At this week’s SID Display Week event in the US, Samsung used its showcase to highlight two eye-catching display concepts aimed at future mobile devices.
One of the standout demos was Sensor OLED, a panel design that combines OLED pixels with organic photodiodes in a single layer. According to Samsung, that makes it possible for the display itself to handle biometric measurements such as heart rate and blood pressure phone display sensing without relying on a separate stacked sensor structure.

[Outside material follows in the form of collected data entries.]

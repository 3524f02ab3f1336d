//! Development encryption provider
//!
//! SHA-256 keystream cipher with a random per-payload IV and a SHA-256
//! tag over the ciphertext. Deterministic given (key, iv), so the
//! round-trip invariant holds, and any ciphertext tampering fails the
//! tag check before decryption.
//!
//! Not AES-256. Suitable for tests and local development only.

use std::collections::HashMap;
use std::sync::RwLock;

use base64::engine::general_purpose::STANDARD;
use base64::Engine as _;
use rand::RngCore;
use sha2::{Digest, Sha256};

use super::{CryptoError, CryptoResult, EncryptedPayload, EncryptionProvider};

const KEY_LEN: usize = 32;
const IV_LEN: usize = 12;

/// SHA-256 keystream provider with an in-memory keyring.
pub struct DevCipher {
    keys: RwLock<HashMap<String, [u8; KEY_LEN]>>,
    active_key_id: String,
}

impl DevCipher {
    /// Create a provider with one freshly generated active key.
    pub fn new() -> Self {
        let mut key = [0u8; KEY_LEN];
        rand::thread_rng().fill_bytes(&mut key);

        let key_id = format!("dev-{}", uuid::Uuid::new_v4());
        let mut keys = HashMap::new();
        keys.insert(key_id.clone(), key);

        Self {
            keys: RwLock::new(keys),
            active_key_id: key_id,
        }
    }

    /// The key id new payloads are encrypted under.
    pub fn active_key_id(&self) -> &str {
        &self.active_key_id
    }

    fn key(&self, key_id: &str) -> CryptoResult<[u8; KEY_LEN]> {
        self.keys
            .read()
            .map_err(|_| CryptoError::InvalidMetadata("keyring lock poisoned".to_string()))?
            .get(key_id)
            .copied()
            .ok_or_else(|| CryptoError::UnknownKey(key_id.to_string()))
    }

    /// XOR the input with a SHA-256 counter keystream.
    fn apply_keystream(key: &[u8; KEY_LEN], iv: &[u8], input: &[u8]) -> Vec<u8> {
        let mut output = Vec::with_capacity(input.len());
        let mut counter: u64 = 0;

        for chunk in input.chunks(32) {
            let mut hasher = Sha256::new();
            hasher.update(key);
            hasher.update(iv);
            hasher.update(counter.to_le_bytes());
            let block = hasher.finalize();

            for (byte, pad) in chunk.iter().zip(block.iter()) {
                output.push(byte ^ pad);
            }
            counter += 1;
        }

        output
    }

    fn compute_tag(key: &[u8; KEY_LEN], iv: &[u8], ciphertext: &[u8]) -> String {
        let mut hasher = Sha256::new();
        hasher.update(key);
        hasher.update(iv);
        hasher.update(ciphertext);
        STANDARD.encode(hasher.finalize())
    }
}

impl Default for DevCipher {
    fn default() -> Self {
        Self::new()
    }
}

impl EncryptionProvider for DevCipher {
    fn encrypt(&self, plaintext: &[u8]) -> CryptoResult<EncryptedPayload> {
        let key = self.key(&self.active_key_id)?;

        let mut iv = [0u8; IV_LEN];
        rand::thread_rng().fill_bytes(&mut iv);

        let ciphertext = Self::apply_keystream(&key, &iv, plaintext);
        let auth_tag = Self::compute_tag(&key, &iv, &ciphertext);

        Ok(EncryptedPayload {
            ciphertext,
            key_id: self.active_key_id.clone(),
            iv: STANDARD.encode(iv),
            auth_tag,
        })
    }

    fn decrypt(&self, payload: &EncryptedPayload) -> CryptoResult<Vec<u8>> {
        let key = self.key(&payload.key_id)?;

        let iv = STANDARD
            .decode(&payload.iv)
            .map_err(|e| CryptoError::InvalidMetadata(format!("bad IV encoding: {e}")))?;

        let expected_tag = Self::compute_tag(&key, &iv, &payload.ciphertext);
        if expected_tag != payload.auth_tag {
            return Err(CryptoError::AuthTagMismatch);
        }

        Ok(Self::apply_keystream(&key, &iv, &payload.ciphertext))
    }
}

#[cfg(test)]
mod tests {
    use super::*;

    #[test]
    fn test_round_trip() {
        let cipher = DevCipher::new();
        let plaintext = b"CONFIDENTIAL: settlement offer $1.2M";

        let payload = cipher.encrypt(plaintext).unwrap();
        assert_ne!(payload.ciphertext, plaintext.to_vec());

        let decrypted = cipher.decrypt(&payload).unwrap();
        assert_eq!(decrypted, plaintext);
    }

    #[test]
    fn test_empty_plaintext_round_trip() {
        let cipher = DevCipher::new();
        let payload = cipher.encrypt(b"").unwrap();
        assert!(cipher.decrypt(&payload).unwrap().is_empty());
    }

    #[test]
    fn test_fresh_iv_per_encryption() {
        let cipher = DevCipher::new();
        let a = cipher.encrypt(b"same content").unwrap();
        let b = cipher.encrypt(b"same content").unwrap();
        assert_ne!(a.iv, b.iv);
        assert_ne!(a.ciphertext, b.ciphertext);
    }

    #[test]
    fn test_tampered_ciphertext_fails_tag_check() {
        let cipher = DevCipher::new();
        let mut payload = cipher.encrypt(b"original terms").unwrap();
        payload.ciphertext[0] ^= 0xFF;

        assert!(matches!(
            cipher.decrypt(&payload),
            Err(CryptoError::AuthTagMismatch)
        ));
    }

    #[test]
    fn test_unknown_key_rejected() {
        let cipher = DevCipher::new();
        let other = DevCipher::new();

        let payload = other.encrypt(b"foreign payload").unwrap();
        assert!(matches!(
            cipher.decrypt(&payload),
            Err(CryptoError::UnknownKey(_))
        ));
    }

    #[test]
    fn test_metadata_populated() {
        let cipher = DevCipher::new();
        let payload = cipher.encrypt(b"x").unwrap();
        assert!(!payload.key_id.is_empty());
        assert!(!payload.iv.is_empty());
        assert!(!payload.auth_tag.is_empty());
    }
}
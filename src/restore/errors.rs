//! Restore errors

use thiserror::Error;
use uuid::Uuid;

use crate::integrity::IntegrityError;
use crate::persistence::PersistenceError;
use crate::versioning::VersionError;

/// Result type for restore operations.
pub type RestoreResult<T> = Result<T, RestoreError>;

/// Restore errors.
#[derive(Debug, Clone, Error)]
pub enum RestoreError {
    #[error("Document not found: {0}")]
    DocumentNotFound(Uuid),

    #[error("Version not found: {0}")]
    VersionNotFound(Uuid),

    #[error("Version {version_number} not found for document {document_id}")]
    VersionNumberNotFound {
        document_id: Uuid,
        version_number: u64,
    },

    /// Cross-document guard: the target version exists but belongs to a
    /// different document.
    #[error("Version {version_id} does not belong to the specified document {document_id}")]
    CrossDocument {
        version_id: Uuid,
        document_id: Uuid,
    },

    /// The target (or freshly restored) version failed integrity
    /// validation; nothing was (or remains) materialized incorrectly.
    #[error("Integrity check failed for version {version_id}: {detail}")]
    IntegrityCheckFailed { version_id: Uuid, detail: String },

    #[error(transparent)]
    Version(#[from] VersionError),

    #[error(transparent)]
    Integrity(#[from] IntegrityError),

    #[error(transparent)]
    Persistence(#[from] PersistenceError),
}

#[cfg(test)]
mod tests {
    use super::*;

    #[test]
    fn test_cross_document_message() {
        let err = RestoreError::CrossDocument {
            version_id: Uuid::new_v4(),
            document_id: Uuid::new_v4(),
        };
        assert!(err.to_string().contains("does not belong to the specified document"));
    }
}
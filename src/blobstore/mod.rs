//! Encrypted blob storage
//!
//! Versions reference their encrypted payloads through opaque handles.
//! The blob store:
//! - Never interprets payloads (they arrive already encrypted)
//! - Never overwrites: a handle is written once and is immutable
//! - Verifies framing checksums on every read ([`LocalBlobStore`])

mod local;
mod memory;

pub use local::LocalBlobStore;
pub use memory::InMemoryBlobStore;

use thiserror::Error;

/// Result type for blob operations.
pub type BlobResult<T> = Result<T, BlobError>;

/// Blob storage errors.
#[derive(Debug, Clone, Error)]
pub enum BlobError {
    #[error("Blob not found: {0}")]
    NotFound(String),

    #[error("Blob checksum mismatch: {0}")]
    ChecksumMismatch(String),

    #[error("Blob I/O error: {0}")]
    Io(String),
}

/// Handle-addressed storage for encrypted payloads.
pub trait BlobStore: Send + Sync {
    /// Store a payload and return its opaque handle.
    fn put(&self, data: &[u8]) -> BlobResult<String>;

    /// Read a payload back, byte-for-byte.
    fn get(&self, handle: &str) -> BlobResult<Vec<u8>>;

    /// True if the handle resolves to a stored payload.
    fn contains(&self, handle: &str) -> bool;
}
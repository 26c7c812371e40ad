use std::fmt::Write;

use tracing::trace;

use super::*;
use crate::error::{Result, RuntimeError};

/// Knobs for [render].
#[derive(Clone, Copy, Debug, Default, PartialEq, Eq)]
pub struct RenderOptions {
    /// How many pairs may enclose each other before rendering gives up. `None` derives the
    /// limit from the heap, see [RenderOptions::limit].
    pub max_depth: Option<usize>,
}

impl RenderOptions {
    /// Pairs start at 8 word aligned offsets, so a heap of `len` words holds at most
    /// `len / 8 + 1` of them. Any deeper nesting has to revisit a pair.
    pub fn limit(&self, heap: &[Word]) -> usize {
        self.max_depth.unwrap_or(heap.len() / 8 + 1)
    }
}

enum Task {
    Value { word: Word, depth: usize },
    Text(&'static str),
}

/// Writes the textual form of `word` into `out`, following pairs into `heap`, and gives the
/// word back. The traversal keeps its own stack, the output is the one of the plain recursive
/// descent: `(`, first element, `, `, second element, `)`.
pub fn render<W: Write>(
    word: Word,
    heap: &[Word],
    options: &RenderOptions,
    out: &mut W,
) -> Result<Word> {
    let limit = options.limit(heap);
    let mut stack = vec![Task::Value { word, depth: 0 }];

    while let Some(task) = stack.pop() {
        let (word, depth) = match task {
            Task::Text(text) => {
                out.write_str(text)?;
                continue;
            }
            Task::Value { word, depth } => (word, depth),
        };

        match word.classify() {
            FatWord::Int(value) => write!(out, "{value}")?,
            FatWord::Closure => out.write_str("<function>")?,
            FatWord::True => out.write_str("true")?,
            FatWord::False => out.write_str("false")?,
            FatWord::Pair(offset) => {
                if depth >= limit {
                    return Err(RuntimeError::DepthExceeded { limit });
                }

                let out_of_bounds = || RuntimeError::PairOutOfBounds {
                    word: word.bits(),
                    offset,
                    len: heap.len(),
                };

                let first = heap.get(offset as usize).ok_or_else(out_of_bounds)?;
                let second = heap.get(offset as usize + 1).ok_or_else(out_of_bounds)?;

                trace!(offset, depth, "pair");

                out.write_str("(")?;
                stack.push(Task::Text(")"));
                stack.push(Task::Value { word: *second, depth: depth + 1 });
                stack.push(Task::Text(", "));
                stack.push(Task::Value { word: *first, depth: depth + 1 });
            }
            FatWord::Invalid(bits) => write!(out, "Unknown value: {bits:#010x}")?,
        }
    }

    Ok(word)
}

/// Renders `word` with the default options into a fresh string, without the line terminator.
pub fn render_to_string(word: Word, heap: &[Word]) -> Result<String> {
    let mut out = String::new();
    render(word, heap, &RenderOptions::default(), &mut out)?;
    Ok(out)
}
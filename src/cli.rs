use std::path::PathBuf;

use clap::Parser;

use crate::allocator::HEAP_WORDS;

/// Prints the result of a tagged-word program.
#[derive(Parser, Debug)]
#[command(author, version, about, long_about = None)]
pub struct Options {
    /// Word image to run instead of the linked program, stdin when missing.
    pub image: Option<PathBuf>,

    /// Logs heap and printer activity to stderr.
    #[arg(short, long)]
    pub debug: bool,

    /// Size of the program heap, in words.
    #[arg(long, default_value_t = HEAP_WORDS)]
    pub heap_words: usize,

    /// Deepest pair nesting printed before giving up, derived from the heap size by default.
    #[arg(long)]
    pub max_depth: Option<usize>,
}

impl Options {
    pub fn log_filter(&self) -> &'static str {
        if self.debug {
            "tagword=debug"
        } else {
            "tagword=warn"
        }
    }
}
use super::*;

/// "Fat" view of a [Word], easier to work with on the rust side.
#[derive(Clone, Copy, PartialEq, Eq, Debug)]
pub enum FatWord {
    Int(i32),
    Closure,
    True,
    False,
    /// Heap offset of the first element, the second one follows it.
    Pair(u32),
    Invalid(u32),
}

impl Word {
    /// Classifies the word. The checks overlap in their higher bits so the order below is
    /// part of the encoding: integers, closures, the two booleans and then pairs.
    pub fn classify(self) -> FatWord {
        self.into()
    }
}

impl From<Word> for FatWord {
    fn from(word: Word) -> Self {
        let value = word.bits();

        if value & INT_MASK == INT {
            FatWord::Int((value as i32) >> 1)
        } else if value & TAG_MASK == CLOSURE {
            FatWord::Closure
        } else if value == TRUE {
            FatWord::True
        } else if value == FALSE {
            FatWord::False
        } else if value & TAG_MASK == PAIR {
            FatWord::Pair(value - 1)
        } else {
            FatWord::Invalid(value)
        }
    }
}
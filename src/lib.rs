//! Runtime support for programs compiled to tagged words. A program gets a zeroed [Heap] of
//! words, returns a single [Word], and the runtime prints that word (following any pairs it
//! refers to) before releasing the heap.

pub mod allocator;
pub mod cli;
pub mod error;
pub mod image;
pub mod runtime;
pub mod value;

pub use allocator::{Heap, HEAP_WORDS};
pub use error::{Result, RuntimeError};
pub use image::Image;
pub use runtime::{print, run, Program};
pub use value::{render, render_to_string, FatWord, RenderOptions, Word};
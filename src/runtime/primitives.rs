//! Native boundary with linked compiled code. The program is entered through
//! `our_code_starts_here` with the heap base as its only argument, and it may call back into
//! [print] while it runs.

use std::cell::Cell;
use std::io::Write;

use crate::allocator::Heap;
use crate::runtime::{self, Program};
use crate::value::{RenderOptions, Word};

extern "C" {
    #[link_name = "our_code_starts_here"]
    fn our_code_starts_here(heap: *mut libc::c_int) -> libc::c_int;
}

thread_local! {
    /// Heap of the program that is currently running, as seen by [print].
    static ACTIVE_HEAP: Cell<Option<(*const Word, usize)>> = const { Cell::new(None) };
}

/// The compiled program. Running it hands the heap over to native code.
pub struct Linked;

impl Program for Linked {
    fn run(self, heap: &mut Heap) -> Word {
        let len = heap.len();
        let base = heap.as_mut_ptr();

        ACTIVE_HEAP.with(|active| active.set(Some((base as *const Word, len))));
        let result = unsafe { our_code_starts_here(base.cast()) };
        ACTIVE_HEAP.with(|active| active.set(None));

        Word::from(result as u32)
    }
}

/// Called by compiled code to print an intermediate value. Prints against the heap of the
/// running program and returns `val` unchanged.
#[no_mangle]
pub extern "C" fn print(val: libc::c_int) -> libc::c_int {
    let word = Word::from(val as u32);
    let Some((base, len)) = ACTIVE_HEAP.with(Cell::get) else {
        return val;
    };

    // The heap is alive for as long as the program runs, and it is only read here.
    let heap = unsafe { std::slice::from_raw_parts(base, len) };
    let stdout = std::io::stdout();
    let mut out = stdout.lock();

    if let Err(err) = runtime::print(word, heap, &RenderOptions::default(), &mut out) {
        let _ = out.flush();
        eprintln!("{:?}", miette::Report::new(err));
    }

    val
}
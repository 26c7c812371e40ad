//! Ties the [Heap] and the printer together: a heap is acquired, the program runs against it,
//! its result is printed and the heap is released, whatever happened while printing.

use std::io::Write;

use tracing::{debug, warn};

use crate::allocator::Heap;
use crate::error::Result;
use crate::value::{render, RenderOptions, Word};

#[cfg(feature = "linked")]
pub mod primitives;

/// Something that computes the result of a program. It may store pairs in the heap before
/// returning the word that refers to them.
pub trait Program {
    fn run(self, heap: &mut Heap) -> Word;
}

impl<F> Program for F
where
    F: FnOnce(&mut Heap) -> Word,
{
    fn run(self, heap: &mut Heap) -> Word {
        self(heap)
    }
}

/// Renders `word` followed by a newline into `out` and gives the word back.
pub fn print<W: Write>(
    word: Word,
    heap: &[Word],
    options: &RenderOptions,
    out: &mut W,
) -> Result<Word> {
    let mut text = String::new();
    render(word, heap, options, &mut text)?;
    text.push('\n');

    out.write_all(text.as_bytes())?;
    out.flush()?;

    Ok(word)
}

/// Runs `program` over a fresh heap of `heap_words` words and prints its result into `out`.
pub fn run<P, W>(
    program: P,
    heap_words: usize,
    options: &RenderOptions,
    out: &mut W,
) -> Result<Word>
where
    P: Program,
    W: Write,
{
    let mut heap = Heap::acquire(heap_words);

    debug!("running program");
    let word = program.run(&mut heap);
    debug!(word = word.bits(), "program returned");

    let result = print(word, &heap, options, out);
    if let Err(err) = &result {
        warn!(%err, "cannot print the result");
    }

    heap.release();
    result
}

The company also said the updated version reaches 500 PPI, which is 33% higher than last year’s version. Samsung paired that with its Flex Magic Pixel technology, a form of privacy viewing control that can selectively hide sensitive information when the screen is viewed from the side.
Samsung also introduced its Flex Chroma Pixel display, which uses next-generation light-emitting materials including phosphorescent-sensitized fluorescence, or PSF, together with the company’s own polarizer technology. The result, according to Samsung, is a highly efficient bright display capable of peaking at 3,000 nits while covering 96% of the ITU BT.2020 color gamut.
Beyond those two concepts, Samsung said it would also show an EL-QD prototype that reaches up to 500 nits, a 25% improvement over last year, along with a 200 PPI stretchable Micro LED display designed for automotive dashboards.